What to work on:
Please repeat the records exactly from their first line, finishing at the line containing "let name = name.trim();" and including it.

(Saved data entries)
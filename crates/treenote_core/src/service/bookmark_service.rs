//! Saved filter bookmarks.
//!
//! Bookmarks are ordinary items in their own tree; `search_text` carries
//! the saved query and `shortcut` an optional key sequence.

use crate::model::field::FieldValue;
use crate::model::item::{Item, ItemId, ItemType, ROOT_ID};
use crate::search::{Query, QueryError};
use crate::tree::{TreeError, TreeModel};
use log::info;
use std::error::Error;
use std::fmt::{Display, Formatter};

/// Collection holding the bookmark tree.
pub const BOOKMARKS_COLLECTION: &str = "bookmarks";

#[derive(Debug)]
pub enum BookmarkError {
    /// Bookmark name is blank after trim.
    InvalidName,
    /// Saved query does not parse.
    Query(QueryError),
    /// Target row is not a bookmark.
    NotABookmark(ItemId),
    Tree(TreeError),
}

impl Display for BookmarkError {
    fn fmt(&self, f: &mut Formatter<'_>) -> std::fmt::Result {
        match self {
            Self::InvalidName => write!(f, "bookmark name must not be blank"),
            Self::Query(err) => write!(f, "{err}"),
            Self::NotABookmark(id) => write!(f, "item is not a bookmark: {id}"),
            Self::Tree(err) => write!(f, "{err}"),
        }
    }
}

impl Error for BookmarkError {
    fn source(&self) -> Option<&(dyn Error + 'static)> {
        match self {
            Self::Query(err) => Some(err),
            Self::Tree(err) => Some(err),
            _ => None,
        }
    }
}

impl From<QueryError> for BookmarkError {
    fn from(value: QueryError) -> Self {
        Self::Query(value)
    }
}

impl From<TreeError> for BookmarkError {
    fn from(value: TreeError) -> Self {
        Self::Tree(value)
    }
}

/// Appends a bookmark to the top level of the bookmark tree.
pub fn add_bookmark(
    model: &mut TreeModel,
    name: &str,
    search_text: &str,
    shortcut: Option<&str>,
) -> Result<ItemId, BookmarkError> {
    let name = name.trim();
    if name.is_empty() {
        return Err(BookmarkError::InvalidName);
    }
    Query::parse(search_text)?;

    let mut item = Item::new(ItemType::Note, name);
    item.search_text = Some(search_text.to_string());
    item.shortcut = shortcut
        .map(str::trim)
        .filter(|shortcut| !shortcut.is_empty())
        .map(str::to_string);
    let position = model.children(ROOT_ID).len();
    let id = model.insert_item(position, ROOT_ID, item, false)?;
    info!(
        "event=bookmark_add module=service status=ok item={} collection={}",
        id,
        model.collection()
    );
    Ok(id)
}

/// Replaces the saved query of an existing bookmark.
pub fn update_bookmark_query(
    model: &mut TreeModel,
    id: ItemId,
    search_text: &str,
) -> Result<(), BookmarkError> {
    if bookmark_query(model, id).is_none() {
        return Err(BookmarkError::NotABookmark(id));
    }
    Query::parse(search_text)?;
    model.set_field(id, FieldValue::SearchText(Some(search_text.to_string())))?;
    Ok(())
}

/// Saved query of a live bookmark.
pub fn bookmark_query(model: &TreeModel, id: ItemId) -> Option<&str> {
    if !model.is_visible(id) {
        return None;
    }
    model.item(id)?.search_text.as_deref()
}

/// Live bookmarks that carry a shortcut, in tree order.
pub fn bookmark_shortcuts(model: &TreeModel) -> Vec<(ItemId, &str)> {
    model
        .live_items()
        .filter(|item| item.is_bookmark())
        .filter_map(|item| item.shortcut.as_deref().map(|shortcut| (item.id, shortcut)))
        .collect()
}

Exercise answer:
filename crates/treenote_core/src/service/bookmark_service.rs
//! Saved filter bookmarks.
//!
//! Bookmarks are ordinary items in their own tree; `search_text` carries
//! the saved query and `shortcut` an optional key sequence.

use crate::model::field::FieldValue;
use crate::model::item::{Item, ItemId, ItemType, ROOT_ID};
use crate::search::{Query, QueryError};
use crate::tree::{TreeError, TreeModel};
use log::info;
use std::error::Error;
use std::fmt::{Display, Formatter};

/// Collection holding the bookmark tree.
pub const BOOKMARKS_COLLECTION: &str = "bookmarks";

#[derive(Debug)]
pub enum BookmarkError {
    /// Bookmark name is blank after trim.
    InvalidName,
    /// Saved query does not parse.
    Query(QueryError),
    /// Target row is not a bookmark.
    NotABookmark(ItemId),
    Tree(TreeError),
}

impl Display for BookmarkError {
    fn fmt(&self, f: &mut Formatter<'_>) -> std::fmt::Result {
        match self {
            Self::InvalidName => write!(f, "bookmark name must not be blank"),
            Self::Query(err) => write!(f, "{err}"),
            Self::NotABookmark(id) => write!(f, "item is not a bookmark: {id}"),
            Self::Tree(err) => write!(f, "{err}"),
        }
    }
}

impl Error for BookmarkError {
    fn source(&self) -> Option<&(dyn Error + 'static)> {
        match self {
            Self::Query(err) => Some(err),
            Self::Tree(err) => Some(err),
            _ => None,
        }
    }
}

impl From<QueryError> for BookmarkError {
    fn from(value: QueryError) -> Self {
        Self::Query(value)
    }
}

impl From<TreeError> for BookmarkError {
    fn from(value: TreeError) -> Self {
        Self::Tree(value)
    }
}

/// Appends a bookmark to the top level of the bookmark tree.
pub fn add_bookmark(
    model: &mut TreeModel,
    name: &str,
    search_text: &str,
    shortcut: Option<&str>,
) -> Result<ItemId, BookmarkError> {
    let name = name.trim();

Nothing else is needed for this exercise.